La puoi prendere da molte parti e in molti modi una riflessione postlettura di questo bellissimo volumetto – La favol…A di Fabio Pisacane – curato da Antonio Martone per i tipi della napoletana grauseditore (collana “Personaggi”) e destinato alle scuole-calcio della Campania –, ma tutti ti porterebbero alla centralità umana di un atleta di gran pregio che porta sulla maglia del Cagliari lo scudetto della Sardegna, i nostri quattro mori tante volte centenari e rinobilitati nel faticoso Novecento di guerra e di pace.

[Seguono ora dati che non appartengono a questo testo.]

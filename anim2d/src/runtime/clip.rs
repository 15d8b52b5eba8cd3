//! Per-clip evaluation: one evaluator per non-empty timeline channel,
//! all writing weighted contributions into the instance [`Cache`].
//!
//! Evaluators are a sum over channel kinds; the only shared state is a
//! cached bracket hint (`last_key`) that resets when time moves
//! backwards. Accumulation is commutative per channel, so evaluator
//! order within a frame does not affect the committed result.
//!
//! [`Cache`]: crate::Cache

use std::sync::Arc;

use crate::error::Error;
use crate::math::{lerp, lerp_degrees};
use crate::model::{
    BezierCurve, ColorFrame, Curve, CurveType, DeformFrame, IkFrame, PathMixFrame, RotationFrame,
    SkeletonData, TransformFrame, TwoColorFrame, Vec2Frame,
};
use crate::runtime::cache::{set_default_draw_order, IkEntry, TwoColorEntry};
use crate::runtime::instance::{DeformKey, SkeletonInstance};

#[derive(Copy, Clone, Debug, PartialEq)]
pub struct ClipSettings {
    /// Below this blend weight, event dispatch is suppressed.
    pub event_mix_threshold: f32,
}

impl Default for ClipSettings {
    fn default() -> Self {
        ClipSettings {
            event_mix_threshold: 0.0,
        }
    }
}

/// The editor rounds key times to 4 decimal places. Quantizing input
/// times the same way makes sure stepped and discrete keys land on the
/// exact frame they were authored on.
fn to_editor_time(seconds: f32) -> f32 {
    ((seconds as f64 * 10000.0).round() / 10000.0) as f32
}

trait Keyed {
    fn time(&self) -> f32;
    fn curve(&self) -> Curve;
}
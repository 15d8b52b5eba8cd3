use std::collections::HashMap;
use std::sync::Arc;

use crate::{
    AttachmentSpec, BoneSpec, IkSpec, PathSpec, PositionMode, RotateMode, SkeletonBuilder,
    SkeletonData, SkeletonInstance, SlotSpec, SpacingMode, DEFAULT_SKIN,
};

fn bone(name: &str, parent: Option<&str>) -> BoneSpec {
    BoneSpec {
        name: name.to_string(),
        parent: parent.map(str::to_string),
        ..BoneSpec::default()
    }
}

#[test]
fn two_bone_ik_reaches_a_target_inside_the_chain_span() {
    let data = Arc::new(
        SkeletonBuilder {
            bones: vec![
                bone("root", None),
                BoneSpec {
                    length: 10.0,
                    ..bone("hip", Some("root"))
                },
                BoneSpec {
                    x: 10.0,
                    length: 10.0,
                    ..bone("knee", Some("hip"))
                },
                BoneSpec {
                    x: 15.0,
                    y: 5.0,
                    ..bone("target", Some("root"))
                },
            ],
            ik: vec![IkSpec {
                name: "leg".to_string(),
                bones: vec!["hip".to_string(), "knee".to_string()],
                target: "target".to_string(),
                ..IkSpec::default()
            }],
            ..SkeletonBuilder::default()
        }
        .finalize()
        .unwrap(),
    );
    let instance = SkeletonInstance::new(data, None);

    let tip = instance.skinning_palette()[2].transform_position([10.0, 0.0]);
    assert!(
        (tip[0] - 15.0).abs() <= 1.0e-3 && (tip[1] - 5.0).abs() <= 1.0e-3,
        "tip at ({}, {}) instead of (15, 5)",
        tip[0],
        tip[1]
    );
}

#[test]
fn two_bone_ik_bend_direction_flips_the_knee() {
    fn solve(bend_positive: bool) -> f32 {
        let data = Arc::new(
            SkeletonBuilder {
                bones: vec![
                    bone("root", None),
                    BoneSpec {
                        length: 10.0,
                        ..bone("hip", Some("root"))
                    },
                    BoneSpec {
                        x: 10.0,
                        length: 10.0,
                        ..bone("knee", Some("hip"))
                    },
                    BoneSpec {
                        x: 12.0,
                        ..bone("target", Some("root"))
                    },
                ],
                ik: vec![IkSpec {
                    name: "leg".to_string(),
                    bones: vec!["hip".to_string(), "knee".to_string()],
                    target: "target".to_string(),
                    bend_positive,
                    ..IkSpec::default()
                }],
                ..SkeletonBuilder::default()
            }
            .finalize()
            .unwrap(),
        );
        let instance = SkeletonInstance::new(data, None);
        // World y of the knee joint.
        instance.skinning_palette()[2].ty
    }

    let positive = solve(true);
    let negative = solve(false);
    assert!(
        positive < -0.1,
        "positive bend folds the joint below the chain, got {positive}"
    );
    assert!(negative > 0.1, "negative bend folds it above, got {negative}");
    assert!((positive + negative).abs() < 1.0e-3, "bends are mirrored");
}

#[test]
fn unreachable_ik_target_straightens_the_chain() {
    let data = Arc::new(
        SkeletonBuilder {
            bones: vec![
                bone("root", None),
                BoneSpec {
                    length: 10.0,
                    ..bone("hip", Some("root"))
                },
                BoneSpec {
                    x: 10.0,
                    length: 10.0,
                    ..bone("knee", Some("hip"))
                },
                BoneSpec {
                    x: 40.0,
                    ..bone("target", Some("root"))
                },
            ],
            ik: vec![IkSpec {
                name: "leg".to_string(),
                bones: vec!["hip".to_string(), "knee".to_string()],
                target: "target".to_string(),
                ..IkSpec::default()
            }],
            ..SkeletonBuilder::default()
        }
        .finalize()
        .unwrap(),
    );
    let instance = SkeletonInstance::new(data, None);

    // Fully extended along +x: the tip sits at the 20-unit reach.
    let tip = instance.skinning_palette()[2].transform_position([10.0, 0.0]);
    assert!((tip[0] - 20.0).abs() <= 1.0e-3, "tip x {}", tip[0]);
    assert!(tip[1].abs() <= 1.0e-3, "tip y {}", tip[1]);
}

/// A straight 100-unit path along +x built from one cubic segment:
/// anchors at 0 and 100 with collinear handles.
fn straight_path() -> AttachmentSpec {
    AttachmentSpec::Path {
        closed: false,
        constant_speed: true,
        lengths: vec![100.0],
        vertex_count: 6,
        vertices: vec![
            -10.0, 0.0, // lead-in handle (unused for open paths)
            0.0, 0.0, // first anchor
            33.0, 0.0, // out handle
            66.0, 0.0, // in handle
            100.0, 0.0, // second anchor
            110.0, 0.0, // lead-out handle (unused for open paths)
        ],
    }
}

fn path_rig(paths: Vec<PathSpec>, bones: Vec<BoneSpec>) -> Arc<SkeletonData> {
    let mut by_attachment = HashMap::new();
    by_attachment.insert("rail".to_string(), straight_path());
    let mut by_slot = HashMap::new();
    by_slot.insert("track".to_string(), by_attachment);
    let mut skins = HashMap::new();
    skins.insert(DEFAULT_SKIN.to_string(), by_slot);

    Arc::new(
        SkeletonBuilder {
            bones,
            slots: vec![SlotSpec {
                name: "track".to_string(),
                bone: "root".to_string(),
                attachment: Some("rail".to_string()),
                ..SlotSpec::default()
            }],
            skins,
            paths,
            ..SkeletonBuilder::default()
        }
        .finalize()
        .unwrap(),
    )
}

#[test]
fn path_constraint_places_a_bone_at_the_percent_position() {
    let data = path_rig(
        vec![PathSpec {
            name: "follow".to_string(),
            bones: vec!["b1".to_string()],
            target: "track".to_string(),
            rotate_mode: RotateMode::Tangent,
            position_mode: PositionMode::Percent,
            position: 0.5,
            ..PathSpec::default()
        }],
        vec![
            bone("root", None),
            BoneSpec {
                length: 10.0,
                ..bone("b1", Some("root"))
            },
        ],
    );
    let instance = SkeletonInstance::new(data, None);

    let m = instance.skinning_palette()[1];
    assert!((m.tx - 50.0).abs() < 0.1, "tx {}", m.tx);
    assert!(m.ty.abs() < 0.1, "ty {}", m.ty);
    // Tangent of a straight +x path leaves the rotation untouched.
    assert!(m.m10.abs() < 1.0e-3);
}

#[test]
fn path_constraint_chain_spaces_bones_by_length() {
    let data = path_rig(
        vec![PathSpec {
            name: "follow".to_string(),
            bones: vec!["b1".to_string(), "b2".to_string()],
            target: "track".to_string(),
            rotate_mode: RotateMode::Chain,
            spacing_mode: SpacingMode::Length,
            position_mode: PositionMode::Percent,
            position: 0.0,
            ..PathSpec::default()
        }],
        vec![
            bone("root", None),
            BoneSpec {
                length: 50.0,
                ..bone("b1", Some("root"))
            },
            BoneSpec {
                x: 50.0,
                length: 50.0,
                ..bone("b2", Some("b1"))
            },
        ],
    );
    let instance = SkeletonInstance::new(data, None);

    let m1 = instance.skinning_palette()[1];
    let m2 = instance.skinning_palette()[2];
    assert!(m1.tx.abs() < 0.1, "b1 tx {}", m1.tx);
    assert!((m2.tx - 50.0).abs() < 0.1, "b2 tx {}", m2.tx);
    assert!(m1.m10.abs() < 1.0e-3 && m2.m10.abs() < 1.0e-3);
}

#[test]
fn path_constraint_position_mix_blends_toward_the_path() {
    let data = path_rig(
        vec![PathSpec {
            name: "follow".to_string(),
            bones: vec!["b1".to_string()],
            target: "track".to_string(),
            rotate_mode: RotateMode::Tangent,
            position_mode: PositionMode::Percent,
            position: 1.0,
            position_mix: 0.5,
            rotation_mix: 0.0,
            ..PathSpec::default()
        }],
        vec![
            bone("root", None),
            BoneSpec {
                length: 10.0,
                ..bone("b1", Some("root"))
            },
        ],
    );
    let instance = SkeletonInstance::new(data, None);

    // Halfway between the bone's rest position (0) and the path end.
    let m = instance.skinning_palette()[1];
    assert!((m.tx - 50.0).abs() < 0.1, "tx {}", m.tx);
}

#[test]
fn inactive_path_mixes_leave_the_pose_alone() {
    let data = path_rig(
        vec![PathSpec {
            name: "follow".to_string(),
            bones: vec!["b1".to_string()],
            target: "track".to_string(),
            position: 0.75,
            position_mix: 0.0,
            rotation_mix: 0.0,
            ..PathSpec::default()
        }],
        vec![
            bone("root", None),
            BoneSpec {
                x: 7.0,
                length: 10.0,
                ..bone("b1", Some("root"))
            },
        ],
    );
    let instance = SkeletonInstance::new(data, None);
    assert!((instance.skinning_palette()[1].tx - 7.0).abs() < 1.0e-4);
}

La puoi prendere dall’esordio isolano del «gladiatore» (come l’hanno chiamato qui in alternanza ad «eroe per caso»), la puoi prendere dal racconto della sua malattia drammaticamente vissuta all’età di soli quattordici anni, la puoi prendere dagli squarci gustosissimi di un’autobiografia tutta partenopea, sugli scenari dei quartieri spagnoli di quella meravigliosa capitale che è stata ed ancora è Napoli. La puoi prendere dalla sua famiglia – padre venditore ambulante da padre carrozziere, madre casalinga a crescere quattro figli (con Fabio anche Dino, Rosanna e infine Gianluca). La puoi prendere dall’amore tenero di una vita, Maria Rosaria, conosciuta negli stessi vicoli della città popolare, ispiratrice preziosa di «serenità ed equilibrio». La puoi prendere dalla prima scuola-calcio, la Celeste, e dal campo periferico di Chiaiano. La puoi prendere dalla cromatura sociale dei mini scatenati alla Paratina: ragazzini senza padre perché in carcere o “regolati” dalla camorra, ragazzini figli del fornaio in piedi già dal buio lungo del primo mattino, insomma ragazzini fatti adulti anzitempo, qualcuno chiamato a lavorare nei bar, nei negozi. La puoi prendere proprio dai discorsi fra loro, fra i ragazzini di dieci o dodici anni, durante il tragitto con il pulmino fino al campo: «si commentava il morto ammazzato di quel giorno, si raccontava di avere una pistola a casa, ci si lamentava che il prezzo delle sigarette di contrabbando fosse diminuito per mancanza di clienti, della polizia che la sera prima avesse perquisito la casa, dell’arresto del papà o di uno zio o di un fratello, ma anche dei gol di Pruzzo, Battistuta. Un mix completo». La puoi prendere da Genny l’amico del cuore che giocava da portiere: bastava una saracinesca, in una strada qualsiasi, perché l’orologio fosse dimenticato ed a casa si tornasse anche ad ora improbabile, con punizione garantita. La puoi prendere dalle videocassette con le giocate di Maradona e le partite del Boca Juniors. La puoi prendere dalla sequenza impressionante dei passaggi societari – presidenti e direttori sportivi – del suo cartellino e dunque anche dalla sequenza delle squadre in cui per quindici anni Fabio ha dato tutto se stesso per dimostrare il proprio talento, ad iniziare dalle giovanili del Genoa.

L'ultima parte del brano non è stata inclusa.